WATONGA-First Church pastor Rick Harrison had been praying for almost a year for God to help his congregation make a difference in this community of some 3,100 people.
His prayer was answered in the early morning hours of Aug. 19.
That’s when the remnants of Tropical Depression Erin strengthened in Blaine County after moving into the state between Hollis and Erick late Saturday evening.
By dawn Sunday, Harrison and members of his flock found themselves helping their neighbors dig out from beneath debris caused by the storm which left trees and limbs blocking driveways and streets and the entire community without electric power.
“We didn’t have services Sunday. We ministered to our community all day,” said Harrison, who became pastor of the church last September. “We set up a shelter in our gymnasium, got out and checked on the elderly and helped set up the feeding unit at the Catholic church.
“We started early in the morning before daybreak and helped people to be able to get out of their driveways. We moved a lot of trees; if my truck would drag it or somebody else’s truck would drag it, we’d move it.
“You know, I prayed that God would allow this church to have a tremendous influence in this community, and now we’ve got Baptists everywhere, and they’re all meeting needs,” he added with a chuckle. I guess God can even make a hurricane in Oklahoma!”
As Harrison spoke in the church’s gym, which had been converted into a shelter complete with cots and air conditioning, thanks to a huge portable power generator, four Watonga residents chatted together nearby.
Lorraine Mach, Thelma Kautz, Dorothy Andrews and Patsy Davis, were sitting two to a cot, doing what they do most days-reminiscing about the old days and enjoying each other’s company.
Widows all, they were patiently waiting for the power to be restored so they could return to their homes. Andrews, a petite lady, smiled from beneath an oxygen tube, which was fed by a nearby tank.
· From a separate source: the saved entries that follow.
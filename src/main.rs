mod cli;
mod error_mapping;

use anyhow::{Context, Result};
use chrono::Utc;
use clap::Parser;
use std::sync::Arc;

use cli::{Cli, Commands};
use skycache_core::{AppError, Config, ConfigError};
use skycache_weather::{
    ForecastDisplay, ForecastEntry, ProviderOptions, Refresher, Schedule, ScheduleRegistry,
    Scheduler, SqliteForecastStore, WeatherProvider,
};

#[tokio::main(flavor = "current_thread")]
async fn main() -> Result<()> {
    let cli = Cli::parse();
    let (config, validation) = Config::load_validated(cli.config.as_deref())?;

    let level = if cli.verbose {
        "debug"
    } else {
        config.logging.level.as_str()
    };
    skycache_core::init(level)?;
    for warning in &validation.warnings {
        tracing::warn!("Config warning: {}", warning);
    }

    let refresher = Arc::new(build_refresher(&config)?);
    let display = ForecastDisplay::new(
        config.weather.symbol_base_url.as_str(),
        config.weather.date_format.as_str(),
    );

    let result = match cli.command {
        Commands::Run => run(&config, refresher).await,
        Commands::Show { source_id } => show(&config, &refresher, &display, &source_id).await,
        Commands::Fetch { place } => fetch(&refresher, &display, &place).await,
        Commands::List => list(&config, &refresher),
        Commands::Purge { source_id } => purge(&refresher, &source_id),
    };

    if let Err(e) = result {
        tracing::debug!("Command failed: {:#}", e);
        eprintln!("{}", exit_message(&e));
        std::process::exit(1);
    }
    Ok(())
}

/// One line for stderr: the user-facing text for application errors,
/// the full context chain for anything else.
fn exit_message(e: &anyhow::Error) -> String {
    match e.downcast_ref::<AppError>() {
        Some(app) => app.user_message().to_string(),
        None => format!("Error: {:#}", e),
    }
}

fn build_refresher(config: &Config) -> Result<Refresher> {
    let options = ProviderOptions {
        base_url: config.weather.base_url.clone(),
        timeout: config.weather.request_timeout(),
        user_agent: config.weather.user_agent.clone(),
    };
    let provider = WeatherProvider::new(&options).map_err(error_mapping::from_weather)?;

    let cache_path = config.cache_path();
    let store = SqliteForecastStore::open(&cache_path)
        .map_err(error_mapping::from_store)
        .with_context(|| format!("Failed to open forecast cache at {}", cache_path.display()))?;
    tracing::debug!("Using forecast cache at {}", cache_path.display());

    Ok(Refresher::new(
        provider,
        Arc::new(store),
        Arc::new(ScheduleRegistry::new()),
    ))
}

async fn run(config: &Config, refresher: Arc<Refresher>) -> Result<()> {
    if config.feeds.is_empty() {
        println!("No feeds configured. Add [[feeds]] entries to the config file.");
        return Ok(());
    }

    let scheduler = Scheduler::new(refresher);
    for feed in &config.feeds {
        let schedule = Schedule::new(
            feed.source_id.as_str(),
            feed.place.as_str(),
            feed.refresh_rate.as_duration(),
        );
        scheduler
            .register(schedule)
            .map_err(error_mapping::from_weather)?;
    }

    tracing::info!(
        "SkyCache running {} feed(s), press Ctrl-C to stop",
        config.feeds.len()
    );
    tokio::signal::ctrl_c()
        .await
        .context("Failed to listen for Ctrl-C")?;

    scheduler.shutdown().await;
    Ok(())
}

async fn show(
    config: &Config,
    refresher: &Refresher,
    display: &ForecastDisplay,
    source_id: &str,
) -> Result<()> {
    let feed = config
        .feed(source_id)
        .ok_or_else(|| AppError::from(ConfigError::UnknownFeed(source_id.to_string())))?;

    let entry = refresher
        .get_current(&feed.source_id, &feed.place)
        .await
        .map_err(error_mapping::from_weather)?;

    println!(
        "Current Temperature in {}",
        display.place_breadcrumb(&feed.place)
    );
    print_entry(display, &entry);
    println!("{}", display.attribution());
    Ok(())
}

async fn fetch(refresher: &Refresher, display: &ForecastDisplay, place: &str) -> Result<()> {
    let series = refresher
        .fetch_future(place, Utc::now())
        .await
        .map_err(error_mapping::from_fetch)?;

    if series.is_empty() {
        println!("{}", skycache_core::WeatherError::NoFreshData.user_message());
        return Ok(());
    }

    println!("Forecast for {}", display.place_breadcrumb(place));
    for entry in &series {
        print_entry(display, entry);
    }
    println!("{}", display.attribution());
    Ok(())
}

fn list(config: &Config, refresher: &Refresher) -> Result<()> {
    let cached = refresher
        .cached_sources()
        .map_err(error_mapping::from_weather)?;

    for line in feed_listing(config, &cached) {
        println!("{}", line);
    }
    Ok(())
}

/// Configured feeds first, then cached records no feed refers to any more.
fn feed_listing(config: &Config, cached: &[String]) -> Vec<String> {
    let mut lines: Vec<String> = config
        .feeds
        .iter()
        .map(|feed| {
            let state = if cached.contains(&feed.source_id) {
                "cached"
            } else {
                "not cached"
            };
            format!(
                "{:<20} {:<12} {:<32} {}",
                feed.source_id,
                feed.refresh_rate.to_string(),
                feed.place,
                state
            )
        })
        .collect();

    lines.extend(
        cached
            .iter()
            .filter(|id| config.feed(id).is_none())
            .map(|id| format!("{:<20} (not configured, cached; remove with `skycache purge`)", id)),
    );
    lines
}

fn purge(refresher: &Refresher, source_id: &str) -> Result<()> {
    let removed = refresher
        .purge(source_id)
        .map_err(error_mapping::from_weather)?;

    if removed {
        println!("Removed cached forecast for {}", source_id);
    } else {
        println!("No cached forecast for {}", source_id);
    }
    Ok(())
}

fn print_entry(display: &ForecastDisplay, entry: &ForecastEntry) {
    println!(
        "  {:<22} {:>9}  {}",
        display.time_label(entry),
        display.temperature_label(entry),
        display.symbol_url(entry)
    );
}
Asked if they were thankful that the church had provided them shelter, Davis replied, “I’m grateful the church is here anytime, whether it’s for this or something else, because all of our community works together.”
“It’s a wonderful thing they’re doing,” Andrews exclaimed, revealing that her home had suffered just some broken limbs in trees.
“We hope it (the power outage) doesn’t last too long,” said Kautz. “They said it might last a week or two at first, but now they’re saying it might not be that long.”
Meanwhile, the four good friends were enjoying the bond of fellowship.
“This is the thing about living in Watonga,” Davis said. “Most people have known each other for a long time; I went to school with Lorraine as a child.”
“I’m the only person in town who isn’t related to anyone!” Andrews interjected. I’ve only been here 50 years, so they think I’m a newcomer.”
“Yeah, you’re a newcomer if you haven’t been born and raised here,” Davis laughed. She then added seriously, “but, we’ve all been truly blessed in lots of ways-God is awesome.”
Oklahoma Southern Baptist disaster relief volunteers sprang into action after Erin swept out of the state Aug. 19. The Cherokee Strip Association feeding unit was set up at St. Rose of Lima Catholic Church on Clarence Nash Blvd. in Watonga. The unit had served more than 4,000 meals in a day-and-a half as of Aug. 20 and was prepared to stay through the week.
The Chandler, First shower trailer also was set up at Watonga, First.
Mud-out crews were at work in Kingfisher and Fort Cobb, each of which had more than 40 homes flooded with up to four feet of water. Kingfisher, First was housing the mud-out volunteers in that city.